I went home to Alabama this weekend, and I found myself watching a lot of Harry Potter. In fact, I think I saw all or part of every Harry Potter movie with the exception of the first one. They are really great movies, and I remain astounded by the brilliance of J.K. Rowling’s masterful series. And yet, having seen the movies dozens of times now, I’ve started noticing a few things that, in the immortal words of Arsenio Hall, make me go hmmmmm. For instance,
Why do the wizards act like they know absolutely nothing about muggle life?
It’s a reoccurring joke in the series. Hermione or Harry mention something related to the muggle world, and all the other wizards look at them like they are crazy. We see this most prominently in the fifth movie when Harry and Mr. Weasley travel through the subway system to the Ministry of Magic, but it happens all the time. No one knows what a dentist is. They’ve never heard of cappuccino. You’d think they knew nothing about muggles at all.

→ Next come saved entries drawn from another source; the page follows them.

use std::env;
use std::fs::OpenOptions;
use std::path::PathBuf;
use std::str::FromStr;
use std::sync::Mutex;

use time::format_description::well_known::Rfc3339;
use time::UtcOffset;
use tracing::Level;
use tracing_subscriber::filter::EnvFilter;
use tracing_subscriber::fmt;
use tracing_subscriber::fmt::time::OffsetTime;
use tracing_subscriber::prelude::*;

#[cfg(feature = "prometheus")]
pub use crate::prometheus_impl::{prometheus_http_response, PrometheusMetricsRecorder};

/// Error type for telemetry initialisation failures.
///
/// This is intentionally lightweight so `chatrelay-telemetry` can be used
/// without depending on `chatrelay-core`. Callers can map this into their own
/// error types as needed.
#[derive(Debug)]
pub enum TelemetryError {
    /// Provided log level string could not be parsed.
    InvalidLevel(String),

    /// The log file could not be opened for appending.
    LogFile(String),

    /// Failed to configure the subscriber (should be rare).
    SubscriberInit(String),

    /// Failed to create or register a metric.
    Metrics(String),
}

impl std::fmt::Display for TelemetryError {
    fn fmt(&self, f: &mut std::fmt::Formatter<'_>) -> std::fmt::Result {
        match self {
            TelemetryError::InvalidLevel(level) => {
                write!(f, "invalid log level: {}", level)
            }
            TelemetryError::LogFile(msg) => write!(f, "failed to open log file: {}", msg),
            TelemetryError::SubscriberInit(msg) => write!(f, "failed to init telemetry: {}", msg),
            TelemetryError::Metrics(msg) => write!(f, "failed to set up metrics: {}", msg),
        }
    }
}

impl std::error::Error for TelemetryError {}

/// Result alias for telemetry operations.
pub type Result<T> = std::result::Result<T, TelemetryError>;

/// Interface for recording relay-level metrics.
///
/// The dispatcher reports through this trait so it never depends on a
/// concrete backend.
pub trait MetricsRecorder: Send + Sync + 'static {
    /// Record that a dispatch has started.
    ///
    /// - `endpoint`: resolved endpoint name, if known.
    /// - `model`: resolved model name, if known.
    fn record_request_start(&self, endpoint: Option<&str>, model: Option<&str>);

    /// Record that a dispatch has completed.
    ///
    /// - `success`: `false` when every attempt failed.
    /// - `latency_secs`: wall-clock time of the whole dispatch, retries included.
    fn record_request_end(
        &self,
        endpoint: Option<&str>,
        model: Option<&str>,
        success: bool,
        latency_secs: Option<f64>,
    );

    /// Record one failed upstream attempt.
    ///
    /// - `kind`: a short, stable error kind string (e.g. "timeout",
    ///   "upstream_status", "invalid_response").
    fn record_attempt_failure(&self, endpoint: Option<&str>, kind: &str);

    /// Record an error not tied to a single attempt (e.g. "unknown_endpoint").
    fn record_error(&self, endpoint: Option<&str>, kind: &str);
}

/// A no-op metrics recorder that does nothing.
///
/// This is useful as a default implementation in environments where metrics
/// are not configured or desired.
#[derive(Debug, Clone, Default)]
pub struct NoopMetricsRecorder;

impl MetricsRecorder for NoopMetricsRecorder {
    fn record_request_start(&self, _endpoint: Option<&str>, _model: Option<&str>) {}

    fn record_request_end(
        &self,
        _endpoint: Option<&str>,
        _model: Option<&str>,
        _success: bool,
        _latency_secs: Option<f64>,
    ) {
    }

    fn record_attempt_failure(&self, _endpoint: Option<&str>, _kind: &str) {}

    fn record_error(&self, _endpoint: Option<&str>, _kind: &str) {}
}

#[cfg(feature = "prometheus")]
pub mod prometheus_impl {
    use super::{MetricsRecorder, Result, TelemetryError};

    use hyper::{body::Bytes, Response};
    use prometheus::{
        Encoder, HistogramOpts, HistogramVec, IntCounterVec, Opts, Registry, TextEncoder,
    };

    /// Encode the registry into Prometheus' text exposition format.
    ///
    /// Encoding failures become a 500 with a plain-text body.
    pub fn prometheus_http_response(registry: &Registry) -> Response<Bytes> {
        let encoder = TextEncoder::new();
        let metric_families = registry.gather();

        let mut buffer = Vec::new();
        if let Err(err) = encoder.encode(&metric_families, &mut buffer) {
            let body = format!("failed to encode Prometheus metrics: {}", err);
            return Response::builder()
                .status(500)
                .header("Content-Type", "text/plain; charset=utf-8")
                .body(Bytes::from(body))
                .unwrap_or_else(|_| Response::new(Bytes::from_static(b"internal error")));
        }

        Response::builder()
            .status(200)
            .header("Content-Type", encoder.format_type())
            .body(Bytes::from(buffer))
            .unwrap_or_else(|_| Response::new(Bytes::from_static(b"internal error")))
    }

    fn metric_err(name: &str, err: prometheus::Error) -> TelemetryError {
        TelemetryError::Metrics(format!("{}: {}", name, err))
    }

    /// Prometheus-backed metrics recorder.
    #[derive(Clone)]
    pub struct PrometheusMetricsRecorder {
        registry: Registry,
        requests_total: IntCounterVec,
        request_latency_seconds: HistogramVec,
        attempt_failures_total: IntCounterVec,
        errors_total: IntCounterVec,
    }

    impl PrometheusMetricsRecorder {
        /// Create a new Prometheus-backed recorder with a fresh registry.
        pub fn new() -> Result<Self> {
            let registry = Registry::new_custom(Some("chatrelay".to_string()), None)
                .map_err(|e| metric_err("registry", e))?;

            let requests_total = IntCounterVec::new(
                Opts::new("requests_total", "Completed dispatches"),
                &["endpoint", "model", "success"],
            )
            .map_err(|e| metric_err("requests_total", e))?;
            registry
                .register(Box::new(requests_total.clone()))
                .map_err(|e| metric_err("requests_total", e))?;

            let request_latency_seconds = HistogramVec::new(
                HistogramOpts::new(
                    "request_latency_seconds",
                    "Dispatch latency in seconds, retries included",
                ),
                &["endpoint", "model"],
            )
            .map_err(|e| metric_err("request_latency_seconds", e))?;
            registry
                .register(Box::new(request_latency_seconds.clone()))
                .map_err(|e| metric_err("request_latency_seconds", e))?;

            let attempt_failures_total = IntCounterVec::new(
                Opts::new("attempt_failures_total", "Failed upstream attempts"),
                &["endpoint", "kind"],
            )
            .map_err(|e| metric_err("attempt_failures_total", e))?;
            registry
                .register(Box::new(attempt_failures_total.clone()))
                .map_err(|e| metric_err("attempt_failures_total", e))?;

            let errors_total = IntCounterVec::new(
                Opts::new("errors_total", "Errors outside the attempt loop"),
                &["endpoint", "kind"],
            )
            .map_err(|e| metric_err("errors_total", e))?;
            registry
                .register(Box::new(errors_total.clone()))
                .map_err(|e| metric_err("errors_total", e))?;

            Ok(Self {
                registry,
                requests_total,
                request_latency_seconds,
                attempt_failures_total,
                errors_total,
            })
        }

        /// Access the underlying Prometheus registry, for use by HTTP exporters.
        pub fn registry(&self) -> &Registry {
            &self.registry
        }
    }

    impl MetricsRecorder for PrometheusMetricsRecorder {
        fn record_request_start(&self, _endpoint: Option<&str>, _model: Option<&str>) {}

        fn record_request_end(
            &self,
            endpoint: Option<&str>,
            model: Option<&str>,
            success: bool,
            latency_secs: Option<f64>,
        ) {
            let endpoint_label = endpoint.unwrap_or("_unknown");
            let model_label = model.unwrap_or("_unknown");
            let success_label = if success { "true" } else { "false" };

            self.requests_total
                .with_label_values(&[endpoint_label, model_label, success_label])
                .inc();

            if let Some(lat) = latency_secs {
                self.request_latency_seconds
                    .with_label_values(&[endpoint_label, model_label])
                    .observe(lat);
            }
        }

        fn record_attempt_failure(&self, endpoint: Option<&str>, kind: &str) {
            self.attempt_failures_total
                .with_label_values(&[endpoint.unwrap_or("_unknown"), kind])
                .inc();
        }

        fn record_error(&self, endpoint: Option<&str>, kind: &str) {
            self.errors_total
                .with_label_values(&[endpoint.unwrap_or("_unknown"), kind])
                .inc();
        }
    }

    #[cfg(test)]
    mod tests {
        use super::*;

        #[test]
        fn exported_text_contains_recorded_series() {
            let recorder = PrometheusMetricsRecorder::new().expect("recorder");
            recorder.record_request_end(Some("local1"), Some("M1"), true, Some(0.25));
            recorder.record_attempt_failure(Some("local1"), "timeout");

            let resp = prometheus_http_response(recorder.registry());
            assert_eq!(resp.status(), 200);

            let body = String::from_utf8(resp.body().to_vec()).expect("utf8 body");
            assert!(body.contains("chatrelay_requests_total"));
            assert!(body.contains("chatrelay_attempt_failures_total"));
            assert!(body.contains("local1"));
        }
    }
}

/// Options for [`init`].
#[derive(Debug, Clone, Default)]
pub struct TelemetryOptions {
    /// Log level or filter expression. Takes precedence over `RUST_LOG`.
    pub level: Option<String>,

    /// Append-only log file written alongside stdout (without ANSI colours).
    pub log_file: Option<PathBuf>,
}

/// Initialise the global logging subscriber.
///
/// Level selection:
/// - `options.level` if provided,
/// - else `RUST_LOG` if set,
/// - else `"info"`.
///
/// Lines go to stdout and, when `options.log_file` is set, are appended to
/// that file as well. Rotation and retention of the file are left to the
/// operator (logrotate with `copytruncate`, for instance).
///
/// ```ignore
/// chatrelay_telemetry::init(TelemetryOptions {
///     level: Some("debug".into()),
///     log_file: Some("app.log".into()),
/// })?;
/// ```
pub fn init(options: TelemetryOptions) -> Result<()> {
    let filter = if let Some(level_str) = options.level.as_deref() {
        parse_level_filter(level_str)?
    } else if env::var("RUST_LOG").is_ok() {
        EnvFilter::from_default_env()
    } else {
        EnvFilter::new("info")
    };

    // Local offset falls back to UTC when it cannot be determined (e.g. in
    // multi-threaded processes on some platforms).
    let offset = UtcOffset::current_local_offset().unwrap_or(UtcOffset::UTC);

    let stdout_layer = fmt::layer()
        .with_target(true)
        .with_level(true)
        .with_timer(OffsetTime::new(offset, Rfc3339));

    let file_layer = match options.log_file.as_ref() {
        Some(path) => {
            let file = OpenOptions::new()
                .create(true)
                .append(true)
                .open(path)
                .map_err(|e| TelemetryError::LogFile(format!("{}: {}", path.display(), e)))?;

            Some(
                fmt::layer()
                    .with_ansi(false)
                    .with_target(true)
                    .with_level(true)
                    .with_timer(OffsetTime::new(offset, Rfc3339))
                    .with_writer(Mutex::new(file)),
            )
        }
        None => None,
    };

    tracing_subscriber::registry()
        .with(filter)
        .with(stdout_layer)
        .with(file_layer)
        .try_init()
        .map_err(|e| TelemetryError::SubscriberInit(e.to_string()))?;

    Ok(())
}

/// Parse a simple level string into an `EnvFilter`.
///
/// Supports both plain levels ("info", "debug", etc.) and full `EnvFilter`
/// expressions (like "info,chatrelay_dispatch=debug").
fn parse_level_filter(level_str: &str) -> Result<EnvFilter> {
    if Level::from_str(level_str).is_ok() {
        return Ok(EnvFilter::new(level_str));
    }

    EnvFilter::builder()
        .parse(level_str)
        .map_err(|e| TelemetryError::InvalidLevel(format!("{} ({})", level_str, e)))
}

#[cfg(test)]
mod tests {
    use super::*;

    #[test]
    fn parse_simple_level() {
        let f = parse_level_filter("info").expect("should parse info level");
        let _ = f;
    }

    #[test]
    fn parse_full_expression() {
        let f = parse_level_filter("info,chatrelay_dispatch=debug").expect("should parse expression");
        let _ = f;
    }

    #[test]
    fn unopenable_log_file_is_reported() {
        let res = init(TelemetryOptions {
            level: Some("info".to_string()),
            log_file: Some(PathBuf::from("/this/definitely/does/not/exist/app.log")),
        });
        assert!(matches!(res, Err(TelemetryError::LogFile(_))));
    }

    #[test]
    fn noop_metrics_recorder_does_not_panic() {
        let recorder = NoopMetricsRecorder;

        recorder.record_request_start(Some("local1"), Some("M1"));
        recorder.record_request_end(Some("local1"), Some("M1"), true, Some(0.123));
        recorder.record_attempt_failure(Some("local1"), "timeout");
        recorder.record_error(None, "unknown_endpoint");
    }
}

But we know that’s not true. Mr. Weasley is a muggle expert. They have a class called muggle studies. But it goes beyond that. Unless wizard and human society developed—magically, as it were—along the same track, at some point in the past wizards were far more integrated. They have trains. They have quills and books. They build with brick and mortar and glass. They divide themselves along the same geopolitical lines (Ireland plays Bulgaria in the Quidditch World Cup). It makes you think that sometime around the turn of the century, there was a break between the muggle and human worlds. The wizards are now stuck with whatever technology they had at the time. I suppose that is not surprising. When you have magic, you don’t have much of an incentive to develop new technology. But man, wouldn’t it have been nice to have Google when they were trying to figure out who Nicholas Flamel was in The Sorceror’s Stone?
Doesn’t the Snitch completely ruin Quidditch?
Quidditch is a pretty cool game. You get to fly around on broomsticks. It has the best parts of football, basketball, soccer, and hockey. It’s exciting. It’s violent. People die. Pretty much everything you need in a great sport. But then there’s the snitch.
Capturing the snitch ends a match of Quidditch. That in of itself isn’t so bad. I can imagine the strategy. You’re down a goal. The snitch is in sight, but you have to let it go because you don’t want the game to end. But here’s the problem—getting the snitch also earns you 150 points. That’s the equivalent of 15 goals in a sport where goals don’t come that easy.
The disparity between catching the snitch and virtually anything else you can do in Quidditch is so dramatic that I can’t imagine it wouldn’t quintessentially affect the game. For instance, why have one seeker? Take some of the other offensive guys and send them after the snitch. Have all your offensive players go after the snitch.
Now, I am sure somebody is going to say that only the seeker can touch the snitch. OK, that gets rid of one issue, but it brings up another. Quidditch would turn into basketball, pre-shot clock.
The smart thing for both teams to do is hold on to the ball for as long as you can, keep the score low, and wait for the seeker to get the snitch. That’s particularly true if you have a decent seeker. And that means that no position in any sport—not QB, not point guard, not goalie, not pitcher—would be as important as the seeker. Basically, you might as well put two seekers out there and just let them go at it. Quidditch would go from football to tennis in the space of a generation.
And a bunch of other random stuff?
I’m getting long winded here, so let’s hit the highpoints.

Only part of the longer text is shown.